Slugbreth was not unaware of the perils inherent in a sally into The Outside, therefore. The chance of bearing off the Challenge spoils two years in a row was too great a temptation, however, and he began to prepare carefully for the venture.

Cave trolls naturally have pretty good eyesight in the dark but, even so, Slugbreth made a point of collecting as many of the rare squobnip root as he could find. He had heard that consumption of these tasteless little roots was beneficial to night vision. To make sure that he was properly provisioned for his expedition, he cooked large numbers of grubs and worms as light but nutritious food for the journey. Deciding that he was going for bigger game than was his wont, he did not pack his nets and traps, relying instead on the old battleaxe he had inherited from his grampa troll, Slugbreth von Grimestone I.

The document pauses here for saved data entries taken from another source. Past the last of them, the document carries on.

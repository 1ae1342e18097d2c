//! Archive format constants.

/// Tag byte identifying an animation record.
pub const TAG_ANIMATION: u8 = b'A';

/// Delimiter byte terminating every encoded string.
pub const STRING_DELIMITER: u8 = b'#';

/// Literal byte sequence terminating every record.
pub const TERMINATOR: &[u8; 3] = b"END";

/// Wire size of one f32.
pub const F32_SIZE: usize = 4;

/// Wire size of one pose sample: translation + euler rotation + scale,
/// three big-endian f32 each.
pub const POSE_SAMPLE_SIZE: usize = 3 * 3 * F32_SIZE;
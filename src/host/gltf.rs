//! glTF 2.0 backed scene host.
//!
//! Imports a `.gltf` / `.glb` file and exposes the first skin's joints
//! as the bone sequence, in skin joint order. Each glTF animation
//! becomes one action whose frame range is its keyframe time span
//! converted at the host's frame rate.

use std::collections::HashMap;
use std::path::Path;

use glam::{EulerRot, Mat4, Quat, Vec3};
use gltf::animation::util::ReadOutputs;
use gltf::animation::Interpolation;

use crate::clip::Action;
use crate::util::{Error, Result};

use super::{BoneHandle, PoseTransform, SceneHost};

/// Frame rate used to convert glTF keyframe times (seconds) to frames.
/// Matches the authoring tool default the archive format grew up with.
pub const DEFAULT_FPS: f32 = 24.0;

/// Keyframe track for one animated property of one joint.
struct Track<T> {
    times: Vec<f32>,
    values: Vec<T>,
    step: bool,
}

/// One skin joint with its rest transform and animation tracks.
struct Joint {
    parent: Option<usize>,
    rest_translation: Vec3,
    rest_rotation: Quat,
    rest_scale: Vec3,
    translation: Option<Track<Vec3>>,
    rotation: Option<Track<Quat>>,
    scale: Option<Track<Vec3>>,
    /// Evaluated pose matrix in skeleton space, parent-chained.
    pose: Mat4,
}

struct LoadedScene {
    joints: Vec<Joint>,
    /// Joint indices ordered parents before children.
    eval_order: Vec<usize>,
    actions: Vec<Action>,
}

/// Scene host backed by the `gltf` importer.
pub struct GltfHost {
    fps: f32,
    scene: Option<LoadedScene>,
    pose_mode: bool,
    current_frame: u32,
}

impl GltfHost {
    /// Create a host converting keyframe times at [`DEFAULT_FPS`].
    pub fn new() -> Self {
        Self::with_fps(DEFAULT_FPS)
    }

    /// Create a host converting keyframe times at the given frame rate.
    pub fn with_fps(fps: f32) -> Self {
        Self {
            fps,
            scene: None,
            pose_mode: false,
            current_frame: 0,
        }
    }
}

impl Default for GltfHost {
    fn default() -> Self {
        Self::new()
    }
}

impl SceneHost for GltfHost {
    fn reset(&mut self) {
        self.scene = None;
        self.pose_mode = false;
        self.current_frame = 0;
    }

    fn import(&mut self, path: &Path) -> Result<()> {
        let (doc, buffers, _) =
            gltf::import(path).map_err(|e| Error::import(path, e.to_string()))?;

        let mut joints = Vec::new();
        let mut node_to_joint = HashMap::new();

        if let Some(skin) = doc.skins().next() {
            let skin_nodes: Vec<gltf::Node> = skin.joints().collect();
            for (slot, node) in skin_nodes.iter().enumerate() {
                node_to_joint.insert(node.index(), slot);
            }
            for node in &skin_nodes {
                let (t, r, s) = node.transform().decomposed();
                joints.push(Joint {
                    parent: parent_slot(&skin_nodes, node),
                    rest_translation: Vec3::from(t),
                    rest_rotation: Quat::from_array(r),
                    rest_scale: Vec3::from(s),
                    translation: None,
                    rotation: None,
                    scale: None,
                    pose: Mat4::IDENTITY,
                });
            }
        }

        let mut actions = Vec::new();
        for anim in doc.animations() {
            let mut min_t = f32::INFINITY;
            let mut max_t = f32::NEG_INFINITY;
            for channel in anim.channels() {
                let reader = channel.reader(|buffer| Some(&buffers[buffer.index()]));
                let times: Vec<f32> = match reader.read_inputs() {
                    Some(inputs) => inputs.collect(),
                    None => continue,
                };
                if times.is_empty() {
                    continue;
                }
                min_t = min_t.min(times[0]);
                max_t = max_t.max(times[times.len() - 1]);

                let slot = match node_to_joint.get(&channel.target().node().index()) {
                    Some(slot) => *slot,
                    None => continue,
                };
                let interp = channel.sampler().interpolation();
                let step = interp == Interpolation::Step;
                let cubic = interp == Interpolation::CubicSpline;
                match reader.read_outputs() {
                    Some(ReadOutputs::Translations(it)) => {
                        let values = strip_tangents(it.map(Vec3::from).collect(), cubic);
                        joints[slot].translation = Some(Track { times, values, step });
                    }
                    Some(ReadOutputs::Rotations(r)) => {
                        let values = strip_tangents(
                            r.into_f32().map(Quat::from_array).collect(),
                            cubic,
                        );
                        joints[slot].rotation = Some(Track { times, values, step });
                    }
                    Some(ReadOutputs::Scales(it)) => {
                        let values = strip_tangents(it.map(Vec3::from).collect(), cubic);
                        joints[slot].scale = Some(Track { times, values, step });
                    }
                    _ => continue,
                }
            }
            if max_t >= min_t {
                actions.push(Action::new(min_t * self.fps, max_t * self.fps));
            }
        }

        let eval_order = topological_order(&joints);
        log::debug!(
            "imported {}: {} joints, {} actions",
            path.display(),
            joints.len(),
            actions.len()
        );
        self.scene = Some(LoadedScene {
            joints,
            eval_order,
            actions,
        });
        Ok(())
    }

    fn enter_pose_mode(&mut self) {
        self.pose_mode = true;
    }

    fn select_all_bones(&mut self) -> Vec<BoneHandle> {
        match &self.scene {
            Some(scene) => (0..scene.joints.len()).map(BoneHandle).collect(),
            None => Vec::new(),
        }
    }

    fn set_current_frame(&mut self, frame: u32) {
        self.current_frame = frame;
    }

    fn force_evaluate(&mut self) {
        let t = self.current_frame as f32 / self.fps;
        let Some(scene) = &mut self.scene else { return };
        for &i in &scene.eval_order {
            let joint = &scene.joints[i];
            let translation = joint
                .translation
                .as_ref()
                .map(|tr| tr.sample(t, Vec3::lerp))
                .unwrap_or(joint.rest_translation);
            let rotation = joint
                .rotation
                .as_ref()
                .map(|tr| tr.sample(t, |a, b, s| a.slerp(b, s)))
                .unwrap_or(joint.rest_rotation);
            let scale = joint
                .scale
                .as_ref()
                .map(|tr| tr.sample(t, Vec3::lerp))
                .unwrap_or(joint.rest_scale);
            let local = Mat4::from_scale_rotation_translation(scale, rotation, translation);
            // Parents precede children in eval_order, so the parent's
            // pose is already current for this frame.
            let parent_pose = match joint.parent {
                Some(p) => scene.joints[p].pose,
                None => Mat4::IDENTITY,
            };
            scene.joints[i].pose = parent_pose * local;
        }
    }

    fn local_transform(&self, bone: BoneHandle) -> PoseTransform {
        let Some(scene) = &self.scene else {
            return PoseTransform::identity();
        };
        let (scale, rotation, translation) =
            scene.joints[bone.0].pose.to_scale_rotation_translation();
        let (rx, ry, rz) = rotation.to_euler(EulerRot::XYZ);
        PoseTransform {
            translation,
            rotation_euler: Vec3::new(rx, ry, rz),
            scale,
        }
    }

    fn list_actions(&self) -> Vec<Action> {
        match &self.scene {
            Some(scene) => scene.actions.clone(),
            None => Vec::new(),
        }
    }

    fn supported_extensions(&self) -> &[&str] {
        &["gltf", "glb"]
    }
}

impl<T: Copy> Track<T> {
    /// Sample the track at time `t` (seconds), clamping outside the
    /// keyed range. Step tracks hold the left key.
    fn sample(&self, t: f32, lerp: impl Fn(T, T, f32) -> T) -> T {
        let times = &self.times;
        if t <= times[0] {
            return self.values[0];
        }
        let last = times.len() - 1;
        if t >= times[last] {
            return self.values[last];
        }
        let hi = times.partition_point(|&k| k <= t);
        let lo = hi - 1;
        if self.step {
            return self.values[lo];
        }
        let span = times[hi] - times[lo];
        let alpha = if span > 0.0 { (t - times[lo]) / span } else { 0.0 };
        lerp(self.values[lo], self.values[hi], alpha)
    }
}

/// For cubic-spline samplers the output holds in-tangent, value and
/// out-tangent per key; keep the values and sample them linearly.
fn strip_tangents<T: Copy>(values: Vec<T>, cubic: bool) -> Vec<T> {
    if !cubic {
        return values;
    }
    values.chunks(3).filter_map(|c| c.get(1).copied()).collect()
}

/// Slot of the joint whose node has `node` among its children.
fn parent_slot(skin_nodes: &[gltf::Node], node: &gltf::Node) -> Option<usize> {
    for (slot, candidate) in skin_nodes.iter().enumerate() {
        for child in candidate.children() {
            if child.index() == node.index() {
                return Some(slot);
            }
        }
    }
    None
}

/// Joint indices ordered so every parent precedes its children.
fn topological_order(joints: &[Joint]) -> Vec<usize> {
    let mut order = Vec::with_capacity(joints.len());
    let mut placed = vec![false; joints.len()];
    // Roots first, then repeated passes placing joints whose parent is
    // already placed. Joint counts are small (<= 255).
    while order.len() < joints.len() {
        let before = order.len();
        for (i, joint) in joints.iter().enumerate() {
            if placed[i] {
                continue;
            }
            let ready = match joint.parent {
                Some(p) => placed[p],
                None => true,
            };
            if ready {
                placed[i] = true;
                order.push(i);
            }
        }
        if order.len() == before {
            // Parent cycle in the source data; append the remainder in
            // slot order rather than looping forever.
            for (i, p) in placed.iter_mut().enumerate() {
                if !*p {
                    *p = true;
                    order.push(i);
                }
            }
        }
    }
    order
}

#[cfg(test)]
mod tests {
    use super::*;

    fn track(times: Vec<f32>, values: Vec<Vec3>, step: bool) -> Track<Vec3> {
        Track { times, values, step }
    }

    #[test]
    fn test_track_linear_interpolation() {
        let tr = track(
            vec![0.0, 1.0],
            vec![Vec3::ZERO, Vec3::new(2.0, 4.0, 6.0)],
            false,
        );
        assert_eq!(tr.sample(0.5, Vec3::lerp), Vec3::new(1.0, 2.0, 3.0));
    }

    #[test]
    fn test_track_clamps_outside_range() {
        let tr = track(
            vec![1.0, 2.0],
            vec![Vec3::ONE, Vec3::splat(5.0)],
            false,
        );
        assert_eq!(tr.sample(0.0, Vec3::lerp), Vec3::ONE);
        assert_eq!(tr.sample(3.0, Vec3::lerp), Vec3::splat(5.0));
    }

    #[test]
    fn test_track_step_holds_left_key() {
        let tr = track(
            vec![0.0, 1.0],
            vec![Vec3::ZERO, Vec3::ONE],
            true,
        );
        assert_eq!(tr.sample(0.99, Vec3::lerp), Vec3::ZERO);
        assert_eq!(tr.sample(1.0, Vec3::lerp), Vec3::ONE);
    }

    #[test]
    fn test_strip_tangents() {
        let values: Vec<Vec3> = (0..9).map(|i| Vec3::splat(i as f32)).collect();
        let stripped = strip_tangents(values.clone(), true);
        assert_eq!(
            stripped,
            vec![Vec3::splat(1.0), Vec3::splat(4.0), Vec3::splat(7.0)]
        );
        assert_eq!(strip_tangents(values.clone(), false), values);
    }

    // Three-joint chain (root -> spine -> head) with one animation
    // moving the spine from origin to (1,2,3) over one second, buffer
    // embedded as a data URI.
    const RIG_GLTF: &str = r#"{
        "asset": {"version": "2.0"},
        "scene": 0,
        "scenes": [{"nodes": [0]}],
        "nodes": [
            {"name": "root", "children": [1]},
            {"name": "spine", "children": [2], "translation": [0, 1, 0]},
            {"name": "head", "translation": [0, 0.5, 0]}
        ],
        "skins": [{"joints": [0, 1, 2]}],
        "animations": [{
            "samplers": [{"input": 0, "output": 1, "interpolation": "LINEAR"}],
            "channels": [{"sampler": 0, "target": {"node": 1, "path": "translation"}}]
        }],
        "accessors": [
            {"bufferView": 0, "componentType": 5126, "count": 2, "type": "SCALAR", "min": [0.0], "max": [1.0]},
            {"bufferView": 1, "componentType": 5126, "count": 2, "type": "VEC3"}
        ],
        "bufferViews": [
            {"buffer": 0, "byteOffset": 0, "byteLength": 8},
            {"buffer": 0, "byteOffset": 8, "byteLength": 24}
        ],
        "buffers": [{"byteLength": 32, "uri": "data:application/octet-stream;base64,AAAAAAAAgD8AAAAAAAAAAAAAAAAAAIA/AAAAQAAAQEA="}]
    }"#;

    #[test]
    fn test_import_joint_order_is_deterministic() {
        let dir = tempfile::tempdir().unwrap();
        let path = dir.path().join("rig.gltf");
        std::fs::write(&path, RIG_GLTF).unwrap();

        let mut host = GltfHost::new();
        host.import(&path).unwrap();
        let bones = host.select_all_bones();
        let actions = host.list_actions();
        assert_eq!(bones, vec![BoneHandle(0), BoneHandle(1), BoneHandle(2)]);
        assert_eq!(actions, vec![Action::new(0.0, DEFAULT_FPS)]);

        // A second import/reset cycle yields the identical selection
        // order and action set: position is the only bone identity the
        // archive carries.
        host.reset();
        host.import(&path).unwrap();
        assert_eq!(host.select_all_bones(), bones);
        assert_eq!(host.list_actions(), actions);
    }

    #[test]
    fn test_import_evaluates_parents_before_children() {
        let dir = tempfile::tempdir().unwrap();
        let path = dir.path().join("rig.gltf");
        std::fs::write(&path, RIG_GLTF).unwrap();

        let mut host = GltfHost::new();
        host.import(&path).unwrap();

        // Frame 0: the spine track overrides its rest translation with
        // the origin, so the head pose chains to (0, 0.5, 0).
        host.set_current_frame(0);
        host.force_evaluate();
        let head = host.local_transform(BoneHandle(2));
        assert!((head.translation - Vec3::new(0.0, 0.5, 0.0)).length() < 1e-5);

        // One second in, the spine reaches (1,2,3) and the head
        // follows its parent.
        host.set_current_frame(DEFAULT_FPS as u32);
        host.force_evaluate();
        let spine = host.local_transform(BoneHandle(1));
        let head = host.local_transform(BoneHandle(2));
        assert!((spine.translation - Vec3::new(1.0, 2.0, 3.0)).length() < 1e-5);
        assert!((head.translation - Vec3::new(1.0, 2.5, 3.0)).length() < 1e-5);
    }

    #[test]
    fn test_empty_host_is_inert() {
        let mut host = GltfHost::new();
        assert!(host.select_all_bones().is_empty());
        assert!(host.list_actions().is_empty());
        host.set_current_frame(3);
        host.force_evaluate();
        assert_eq!(
            host.local_transform(BoneHandle(0)),
            PoseTransform::identity()
        );
    }
}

As a final measure, he went down to the deepest pool in his caverns and rolled in the mud to cover himself in an armour against all eventualities. He was ready to go and set out along his tunnel to the surface, arriving at the exit just as the twilight deepened into night. For a few lonely moments, he gazed out into the dark. Then, with a great grunt of expelled breath, he stepped forward over the threshold and began his journey.

It was, surely, only bad luck that a dragon was flying overhead at that precise moment and that, swooping down behind the troll, it fricasseed him with a quick blast of fire from its nostrils. Slugbreth may not have defended his crown that year but he did form the basis of the winning entry at the Dragons’ Delicious Dinners Debate.